In its motion for class certification, the plaintiff seeks to define the class as:

all recipients of unsolicited telefacsimile messages and/or advertisements within the State of Louisiana which were transmitted and/or initiated by or on behalf of BIOPAY, L.L.C., between the dates of January 21, 2001 and through the present; The named Class shall not include any recipients from whom the Defendant has received the prior express invitation or permission to receive the telefacsimile advertisements.

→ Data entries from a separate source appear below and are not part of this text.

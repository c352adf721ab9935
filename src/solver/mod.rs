//! Pluggable solver boundary.
//!
//! Both solving phases talk to a [`SolverBackend`]: "take these boolean
//! variables and linear constraints, optionally optimise this objective,
//! give me back values". The model-construction code never sees a solver
//! library.
//!
//! | Backend | Library | Technique |
//! |---------|---------|-----------|
//! | [`CpBackend`] | `pumpkin-solver` | Lazy clause generation CP |
//! | [`LpBackend`] | `good_lp` (microlp) | Integer linear programming |
//!
//! # Reference
//! - Stuckey (2010), "Lazy Clause Generation: Combining the power of SAT and CP"
//! - Wolsey (1998), "Integer Programming"

mod cp;
mod lp;

pub use cp::CpBackend;
pub use lp::LpBackend;

use serde::{Deserialize, Serialize};
use std::fmt::Debug;
use std::time::Duration;

use crate::problem::{Assignment, Objective, RosterModel};

/// Outcome classification of a solver call.
#[derive(Debug, Clone, Copy, PartialEq, Eq)]
pub enum SolveStatus {
    /// Solution found and proven optimal (or any solution, without objective).
    Optimal,
    /// Solution found, optimality not proven (limit reached).
    Feasible,
    /// Proven that no solution exists.
    Infeasible,
    /// Gave up (limit reached or backend error) without a solution.
    Unknown,
}

/// Result of one solver call.
#[derive(Debug, Clone)]
pub struct SolveOutcome {
    /// Status.
    pub status: SolveStatus,
    /// Variable values, present for `Optimal` and `Feasible`.
    pub assignment: Option<Assignment>,
    /// Backend-specific detail for failures.
    pub detail: Option<String>,
}

impl SolveOutcome {
    /// Proven optimal (or satisfying) solution.
    pub fn optimal(assignment: Assignment) -> Self {
        Self {
            status: SolveStatus::Optimal,
            assignment: Some(assignment),
            detail: None,
        }
    }

    /// Solution without optimality proof.
    pub fn feasible(assignment: Assignment) -> Self {
        Self {
            status: SolveStatus::Feasible,
            assignment: Some(assignment),
            detail: None,
        }
    }

    /// Proven infeasible.
    pub fn infeasible(detail: impl Into<String>) -> Self {
        Self {
            status: SolveStatus::Infeasible,
            assignment: None,
            detail: Some(detail.into()),
        }
    }

    /// No answer.
    pub fn unknown(detail: impl Into<String>) -> Self {
        Self {
            status: SolveStatus::Unknown,
            assignment: None,
            detail: Some(detail.into()),
        }
    }

    /// Human-readable reason for a failed call.
    pub fn reason(&self) -> String {
        match &self.detail {
            Some(detail) => format!("{:?}: {detail}", self.status),
            None => format!("{:?}", self.status),
        }
    }
}

/// Resource limits for a solver call.
#[derive(Debug, Clone, Copy, Default, PartialEq, Eq)]
pub struct SolveLimits {
    /// Wall-clock limit. `None` = unlimited.
    pub time_limit: Option<Duration>,
}

/// A constraint/integer-programming solver.
///
/// Implementations must never report `Optimal`/`Feasible` with a partial
/// assignment: either every variable has a value, or there is no assignment.
pub trait SolverBackend: Send + Sync + Debug {
    /// Backend name (for logs).
    fn name(&self) -> &'static str;

    /// Solves `model`. Without an objective, any satisfying assignment is
    /// reported as `Optimal`.
    fn solve(
        &self,
        model: &RosterModel,
        objective: Option<&Objective>,
        limits: &SolveLimits,
    ) -> SolveOutcome;
}

/// Backend selector used in configuration.
#[derive(Debug, Clone, Copy, PartialEq, Eq, Hash, Serialize, Deserialize)]
#[serde(rename_all = "snake_case")]
pub enum BackendKind {
    /// Constraint programming (`pumpkin-solver`).
    Cp,
    /// Integer linear programming (`good_lp`).
    Lp,
}

impl BackendKind {
    /// Instantiates the backend.
    pub fn backend(self) -> Box<dyn SolverBackend> {
        match self {
            Self::Cp => Box::new(CpBackend::new()),
            Self::Lp => Box::new(LpBackend::new()),
        }
    }
}

/// Reads a solver value as a boolean (rounding relaxed values).
#[inline]
pub(crate) fn as_bool(value: f64) -> bool {
    value > 0.5
}

#[cfg(test)]
mod tests {
    use super::*;
    use crate::problem::{Comparison, ConstraintFamily, LinearConstraint, Sense};

    /// 1 employee, 4 days, 2 shifts: work exactly 2 days, at most one shift
    /// per day, day 0 must be covered by shift 1.
    fn tiny_model() -> RosterModel {
        let mut m = RosterModel::new(1, 4, 2);
        let all: Vec<_> = (0..m.var_count()).collect();
        m.add_constraint(LinearConstraint::sum(
            ConstraintFamily::TotalLoad,
            all,
            Comparison::Equal,
            2,
        ));
        for d in 0..4 {
            let vars: Vec<_> = m.day_vars(0, d).collect();
            m.add_constraint(LinearConstraint::sum(
                ConstraintFamily::OneShiftPerDay,
                vars,
                Comparison::LessEq,
                1,
            ));
        }
        let v = m.var(0, 0, 1);
        m.add_constraint(LinearConstraint::sum(
            ConstraintFamily::Coverage,
            [v],
            Comparison::GreaterEq,
            1,
        ));
        m
    }

    fn contradictory_model() -> RosterModel {
        let mut m = tiny_model();
        let all: Vec<_> = (0..m.var_count()).collect();
        m.add_constraint(LinearConstraint::sum(
            ConstraintFamily::TotalLoad,
            all,
            Comparison::LessEq,
            1,
        ));
        m
    }

    fn limits() -> SolveLimits {
        SolveLimits {
            time_limit: Some(Duration::from_secs(10)),
        }
    }

    fn check_backend(kind: BackendKind) {
        let backend = kind.backend();
        let model = tiny_model();

        let outcome = backend.solve(&model, None, &limits());
        assert_eq!(outcome.status, SolveStatus::Optimal, "{}", outcome.reason());
        let a = outcome.assignment.unwrap();
        assert!(model.is_satisfied_by(&a));

        // Prefer shift 0 on days 2 and 3: optimum puts the second day there
        let objective = Objective {
            sense: Sense::Maximise,
            terms: vec![(model.var(0, 2, 0), 1), (model.var(0, 3, 0), 2)],
            constant: 0,
        };
        let outcome = backend.solve(&model, Some(&objective), &limits());
        assert_eq!(outcome.status, SolveStatus::Optimal, "{}", outcome.reason());
        let a = outcome.assignment.unwrap();
        assert!(model.is_satisfied_by(&a));
        assert_eq!(objective.evaluate(&a), 2);
        assert!(a.value(model.var(0, 3, 0)));

        let outcome = backend.solve(&contradictory_model(), None, &limits());
        assert_eq!(outcome.status, SolveStatus::Infeasible, "{}", outcome.reason());
        assert!(outcome.assignment.is_none());
    }

    #[test]
    fn test_cp_backend() {
        check_backend(BackendKind::Cp);
        assert_eq!(BackendKind::Cp.backend().name(), "cp");
    }

    #[test]
    fn test_lp_backend() {
        check_backend(BackendKind::Lp);
        assert_eq!(BackendKind::Lp.backend().name(), "lp");
    }

    #[test]
    fn test_backend_kind_serde() {
        let kind: BackendKind = serde_json::from_str("\"lp\"").unwrap();
        assert_eq!(kind, BackendKind::Lp);
        assert_eq!(serde_json::to_string(&BackendKind::Cp).unwrap(), "\"cp\"");
    }

    #[test]
    fn test_outcome_reason() {
        let o = SolveOutcome::unknown("time limit");
        assert_eq!(o.reason(), "Unknown: time limit");
        assert!(SolveOutcome::infeasible("x").assignment.is_none());
    }
}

Doc. 58 (Plaintiffs Memorandum in Support of Motion for Class Certification, p. 3).

Analysis

1. Overview of Rule 23

This court has substantial discretion in determining whether to certify a class action pursuant to Rule 23 of the Federal Rules of Civil Procedure.2 Nevertheless, despite the discretionary nature of a class certification ruling, this court must conduct a rigorous analysis to ensure that the requirements of Rule 23 have been met.3 As movers for class certification, the plaintiffs bear the burden of proving that the elements of Rule 23 have been met.4

Rule 23(a) sets forth four threshold requirements that must be satisfied by the putative class before a case is certified as a class action. The plaintiff must establish that: 1) the class is so numerous that joinder of all members is impractical (“numerosity”); 2) questions of law or fact are common to the class (“commonality”); 3) the claims or defenses of the representative parties are typical of the claims or defenses of the class (“typicality”); and 4) the plaintiff and its counsel will fairly and adequately protect the interest of the class (“adequacy of representation”).

If these four prerequisites are met, the plaintiff must further satisfy one of the three categories listed in Rule 23(b). Under 23(b), the plaintiff must show that: 1) separate actions would result in inconsistent adjudications or the non-parties interests will be substantially impaired; 2) final injunctive or declaratory relief is appropriate to the class as a whole; or 3) common questions of law or fact predominate over any questions affecting only individual members and a class action is the superior method of fairly and efficiently adjudicating the controversy.

II. Rule 23(a)

A) Numerosity

Ordinarily, a plaintiff must “demonstrate some evidence or reasonable estimate of the number of purported class members.”5 Although numbers alone are not dispositive of the numerosity inquiry,6 the Fifth Circuit has provided some guidance as to how many putative class members are necessary to fulfill the numerosity standard of Rule 23(a)(1). *242The Fifth Circuit has held that a class composed of 100 to 150 members will generally satisfy the numerosity requirement.7

In this case, the plaintiff seeks to certify a class compromised of all Louisiana recipients of Biopay’s fax advertisements since 2001. The plaintiff alleges that the this would include 4,199 fax transmissions.8 The log transmissions contain data indicating the name and contact information of the fax recipients. This court finds that the plaintiff has produced sufficient evidence to satisfy the numerosity requirement.

B) Commonality

To meet the requirements of Rule 23(a)(2), a plaintiff must demonstrate that questions of law or fact are common to the class. In this ease, the plaintiff alleges that because Biopay engaged in a common course of conduct in the transmission of unsolicited fax advertisements, the operative facts are the same for the proposed class.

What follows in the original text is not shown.